Within the material below, transcribe exactly the lines from the one holding "pub enum ApiError" through the one holding "impl From<WarError> for", keeping both ends and skipping the rest.
===============
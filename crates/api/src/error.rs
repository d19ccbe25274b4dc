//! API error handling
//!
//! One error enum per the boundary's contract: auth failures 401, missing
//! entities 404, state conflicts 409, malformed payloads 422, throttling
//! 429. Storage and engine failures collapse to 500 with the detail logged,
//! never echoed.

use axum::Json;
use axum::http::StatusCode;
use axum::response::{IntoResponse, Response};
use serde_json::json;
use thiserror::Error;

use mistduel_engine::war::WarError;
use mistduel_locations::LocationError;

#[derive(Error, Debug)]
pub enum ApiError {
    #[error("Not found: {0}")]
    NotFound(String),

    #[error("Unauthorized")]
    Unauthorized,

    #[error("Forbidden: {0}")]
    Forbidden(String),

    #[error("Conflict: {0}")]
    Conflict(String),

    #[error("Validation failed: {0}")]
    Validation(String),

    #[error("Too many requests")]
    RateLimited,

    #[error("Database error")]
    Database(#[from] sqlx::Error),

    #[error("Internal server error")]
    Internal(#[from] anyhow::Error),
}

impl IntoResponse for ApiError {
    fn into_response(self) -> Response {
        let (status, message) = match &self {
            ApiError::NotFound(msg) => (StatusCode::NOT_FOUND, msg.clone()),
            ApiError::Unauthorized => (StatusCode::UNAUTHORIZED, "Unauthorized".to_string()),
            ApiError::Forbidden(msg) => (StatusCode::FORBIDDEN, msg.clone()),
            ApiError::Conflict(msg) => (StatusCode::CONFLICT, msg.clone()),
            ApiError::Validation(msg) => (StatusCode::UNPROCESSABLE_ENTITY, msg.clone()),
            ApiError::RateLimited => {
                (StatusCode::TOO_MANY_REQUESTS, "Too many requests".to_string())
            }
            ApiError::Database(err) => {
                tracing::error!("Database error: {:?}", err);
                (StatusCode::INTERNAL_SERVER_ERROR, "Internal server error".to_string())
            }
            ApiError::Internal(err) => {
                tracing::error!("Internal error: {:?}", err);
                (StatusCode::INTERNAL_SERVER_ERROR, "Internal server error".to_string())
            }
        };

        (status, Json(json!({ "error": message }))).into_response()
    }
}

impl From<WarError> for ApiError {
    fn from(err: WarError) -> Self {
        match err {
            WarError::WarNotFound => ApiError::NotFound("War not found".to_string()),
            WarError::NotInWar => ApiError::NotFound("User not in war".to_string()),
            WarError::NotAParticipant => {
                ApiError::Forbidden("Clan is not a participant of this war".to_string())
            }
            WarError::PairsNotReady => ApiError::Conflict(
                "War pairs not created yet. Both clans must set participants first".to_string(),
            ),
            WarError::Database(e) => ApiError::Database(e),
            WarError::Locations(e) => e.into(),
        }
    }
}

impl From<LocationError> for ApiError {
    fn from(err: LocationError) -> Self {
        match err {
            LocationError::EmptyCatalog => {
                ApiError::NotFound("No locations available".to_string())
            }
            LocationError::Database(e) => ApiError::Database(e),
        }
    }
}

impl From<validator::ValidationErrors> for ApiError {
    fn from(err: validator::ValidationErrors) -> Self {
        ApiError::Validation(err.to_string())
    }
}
===============
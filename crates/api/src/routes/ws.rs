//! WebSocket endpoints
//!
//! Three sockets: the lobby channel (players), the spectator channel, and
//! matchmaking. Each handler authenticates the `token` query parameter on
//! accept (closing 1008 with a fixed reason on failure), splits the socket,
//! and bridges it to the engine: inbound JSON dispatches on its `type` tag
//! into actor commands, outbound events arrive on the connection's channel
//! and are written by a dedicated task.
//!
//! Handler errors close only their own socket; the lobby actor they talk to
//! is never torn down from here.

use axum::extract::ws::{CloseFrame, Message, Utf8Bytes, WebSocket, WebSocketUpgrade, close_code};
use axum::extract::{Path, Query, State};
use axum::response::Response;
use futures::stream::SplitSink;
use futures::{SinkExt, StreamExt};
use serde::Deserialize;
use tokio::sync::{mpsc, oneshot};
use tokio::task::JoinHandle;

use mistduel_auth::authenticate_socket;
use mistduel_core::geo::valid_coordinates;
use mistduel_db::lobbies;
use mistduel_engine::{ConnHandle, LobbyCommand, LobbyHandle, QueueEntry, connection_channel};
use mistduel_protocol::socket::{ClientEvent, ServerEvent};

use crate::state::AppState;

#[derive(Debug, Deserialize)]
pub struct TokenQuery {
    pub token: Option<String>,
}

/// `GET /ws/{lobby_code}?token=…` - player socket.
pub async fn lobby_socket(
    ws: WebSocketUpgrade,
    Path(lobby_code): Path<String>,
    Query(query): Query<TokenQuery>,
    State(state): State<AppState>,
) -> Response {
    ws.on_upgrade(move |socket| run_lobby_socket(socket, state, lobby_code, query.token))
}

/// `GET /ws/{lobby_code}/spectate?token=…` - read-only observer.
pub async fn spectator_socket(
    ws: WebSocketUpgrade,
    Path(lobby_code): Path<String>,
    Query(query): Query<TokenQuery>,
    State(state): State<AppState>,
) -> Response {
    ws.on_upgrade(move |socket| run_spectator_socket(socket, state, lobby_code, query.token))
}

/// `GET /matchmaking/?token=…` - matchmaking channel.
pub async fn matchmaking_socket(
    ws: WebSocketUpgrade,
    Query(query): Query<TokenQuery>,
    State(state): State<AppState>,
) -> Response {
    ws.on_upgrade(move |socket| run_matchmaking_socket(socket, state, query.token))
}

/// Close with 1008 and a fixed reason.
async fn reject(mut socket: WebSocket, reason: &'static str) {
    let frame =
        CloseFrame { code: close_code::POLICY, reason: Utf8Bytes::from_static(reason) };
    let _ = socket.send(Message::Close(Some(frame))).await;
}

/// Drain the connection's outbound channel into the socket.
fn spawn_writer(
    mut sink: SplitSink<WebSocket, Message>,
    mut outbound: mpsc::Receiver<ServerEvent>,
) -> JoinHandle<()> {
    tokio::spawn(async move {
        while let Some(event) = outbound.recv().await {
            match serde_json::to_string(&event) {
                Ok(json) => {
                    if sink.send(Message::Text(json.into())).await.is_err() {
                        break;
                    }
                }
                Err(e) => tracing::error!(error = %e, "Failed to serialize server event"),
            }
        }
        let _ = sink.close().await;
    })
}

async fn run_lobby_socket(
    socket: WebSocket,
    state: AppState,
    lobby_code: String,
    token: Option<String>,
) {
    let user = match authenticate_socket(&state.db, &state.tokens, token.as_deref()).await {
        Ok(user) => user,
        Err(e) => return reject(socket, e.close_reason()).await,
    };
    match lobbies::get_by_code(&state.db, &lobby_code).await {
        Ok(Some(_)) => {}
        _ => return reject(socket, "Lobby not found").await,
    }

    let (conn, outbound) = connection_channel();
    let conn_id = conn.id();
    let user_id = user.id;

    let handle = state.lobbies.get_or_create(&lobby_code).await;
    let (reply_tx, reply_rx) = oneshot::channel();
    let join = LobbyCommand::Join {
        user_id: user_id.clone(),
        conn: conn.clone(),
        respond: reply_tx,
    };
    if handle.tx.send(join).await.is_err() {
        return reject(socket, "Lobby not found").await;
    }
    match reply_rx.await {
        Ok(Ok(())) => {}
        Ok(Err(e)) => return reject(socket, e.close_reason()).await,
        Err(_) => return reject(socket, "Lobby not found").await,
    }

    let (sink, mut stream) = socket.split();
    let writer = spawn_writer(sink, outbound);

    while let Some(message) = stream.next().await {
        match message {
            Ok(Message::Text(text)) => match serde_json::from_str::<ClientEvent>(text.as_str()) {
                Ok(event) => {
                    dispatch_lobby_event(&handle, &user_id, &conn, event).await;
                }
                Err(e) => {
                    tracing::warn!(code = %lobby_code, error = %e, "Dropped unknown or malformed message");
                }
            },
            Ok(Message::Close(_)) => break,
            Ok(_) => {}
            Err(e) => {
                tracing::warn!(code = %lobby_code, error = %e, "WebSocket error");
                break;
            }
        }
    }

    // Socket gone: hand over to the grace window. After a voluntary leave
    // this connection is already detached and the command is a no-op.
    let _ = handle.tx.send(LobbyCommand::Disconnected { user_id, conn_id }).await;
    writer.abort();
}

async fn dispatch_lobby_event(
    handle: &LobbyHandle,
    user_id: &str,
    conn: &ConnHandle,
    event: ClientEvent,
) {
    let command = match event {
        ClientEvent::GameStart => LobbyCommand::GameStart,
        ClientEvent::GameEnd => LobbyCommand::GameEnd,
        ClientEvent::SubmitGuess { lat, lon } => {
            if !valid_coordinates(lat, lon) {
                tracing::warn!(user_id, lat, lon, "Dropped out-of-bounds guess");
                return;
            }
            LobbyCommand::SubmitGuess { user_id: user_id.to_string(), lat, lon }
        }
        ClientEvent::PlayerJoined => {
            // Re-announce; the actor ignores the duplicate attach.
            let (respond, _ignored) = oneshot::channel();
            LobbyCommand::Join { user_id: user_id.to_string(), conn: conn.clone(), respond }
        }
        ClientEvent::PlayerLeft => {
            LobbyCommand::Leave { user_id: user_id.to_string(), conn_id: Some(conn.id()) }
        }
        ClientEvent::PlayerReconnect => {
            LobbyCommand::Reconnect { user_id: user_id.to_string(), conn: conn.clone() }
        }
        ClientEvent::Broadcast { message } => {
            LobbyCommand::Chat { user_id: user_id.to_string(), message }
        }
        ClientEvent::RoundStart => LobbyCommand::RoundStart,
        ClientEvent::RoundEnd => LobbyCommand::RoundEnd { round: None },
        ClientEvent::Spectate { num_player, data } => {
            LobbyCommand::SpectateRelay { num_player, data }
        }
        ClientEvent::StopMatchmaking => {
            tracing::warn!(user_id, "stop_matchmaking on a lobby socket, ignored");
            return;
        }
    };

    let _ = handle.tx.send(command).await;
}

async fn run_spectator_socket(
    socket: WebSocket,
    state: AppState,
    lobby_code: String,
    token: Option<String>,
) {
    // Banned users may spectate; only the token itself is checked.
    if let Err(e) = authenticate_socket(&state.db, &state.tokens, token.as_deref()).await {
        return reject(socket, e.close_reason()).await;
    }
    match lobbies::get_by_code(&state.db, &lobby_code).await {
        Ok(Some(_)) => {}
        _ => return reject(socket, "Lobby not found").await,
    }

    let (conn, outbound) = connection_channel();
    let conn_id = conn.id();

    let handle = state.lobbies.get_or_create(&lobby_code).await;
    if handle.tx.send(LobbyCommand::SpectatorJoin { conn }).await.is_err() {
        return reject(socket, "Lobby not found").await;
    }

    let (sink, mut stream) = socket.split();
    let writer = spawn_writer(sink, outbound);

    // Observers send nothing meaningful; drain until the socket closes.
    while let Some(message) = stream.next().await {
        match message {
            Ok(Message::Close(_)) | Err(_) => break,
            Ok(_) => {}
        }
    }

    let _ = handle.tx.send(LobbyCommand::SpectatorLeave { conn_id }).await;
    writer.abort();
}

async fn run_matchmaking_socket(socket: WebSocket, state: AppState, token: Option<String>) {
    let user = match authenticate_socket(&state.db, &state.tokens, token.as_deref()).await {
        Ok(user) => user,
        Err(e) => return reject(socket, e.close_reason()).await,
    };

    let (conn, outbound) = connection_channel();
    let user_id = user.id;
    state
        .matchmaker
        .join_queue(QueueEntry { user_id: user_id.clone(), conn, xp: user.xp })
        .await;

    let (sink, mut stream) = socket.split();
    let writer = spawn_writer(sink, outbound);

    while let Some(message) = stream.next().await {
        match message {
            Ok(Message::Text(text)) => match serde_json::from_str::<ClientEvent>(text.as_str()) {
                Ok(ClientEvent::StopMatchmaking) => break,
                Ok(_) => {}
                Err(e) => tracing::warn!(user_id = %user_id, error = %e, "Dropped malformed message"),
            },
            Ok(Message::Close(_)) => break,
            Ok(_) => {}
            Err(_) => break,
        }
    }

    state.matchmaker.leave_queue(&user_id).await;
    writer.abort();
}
===============
▶ Result below:
pub enum ApiError {
    #[error("Not found: {0}")]
    NotFound(String),

    #[error("Unauthorized")]
    Unauthorized,

    #[error("Forbidden: {0}")]
    Forbidden(String),

    #[error("Conflict: {0}")]
    Conflict(String),

    #[error("Validation failed: {0}")]
    Validation(String),

    #[error("Too many requests")]
    RateLimited,

    #[error("Database error")]
    Database(#[from] sqlx::Error),

    #[error("Internal server error")]
    Internal(#[from] anyhow::Error),
}

impl IntoResponse for ApiError {
    fn into_response(self) -> Response {
        let (status, message) = match &self {
            ApiError::NotFound(msg) => (StatusCode::NOT_FOUND, msg.clone()),
            ApiError::Unauthorized => (StatusCode::UNAUTHORIZED, "Unauthorized".to_string()),
            ApiError::Forbidden(msg) => (StatusCode::FORBIDDEN, msg.clone()),
            ApiError::Conflict(msg) => (StatusCode::CONFLICT, msg.clone()),
            ApiError::Validation(msg) => (StatusCode::UNPROCESSABLE_ENTITY, msg.clone()),
            ApiError::RateLimited => {
                (StatusCode::TOO_MANY_REQUESTS, "Too many requests".to_string())
            }
            ApiError::Database(err) => {
                tracing::error!("Database error: {:?}", err);
                (StatusCode::INTERNAL_SERVER_ERROR, "Internal server error".to_string())
            }
            ApiError::Internal(err) => {
                tracing::error!("Internal error: {:?}", err);
                (StatusCode::INTERNAL_SERVER_ERROR, "Internal server error".to_string())
            }
        };

        (status, Json(json!({ "error": message }))).into_response()
    }
}

impl From<WarError> for ApiError {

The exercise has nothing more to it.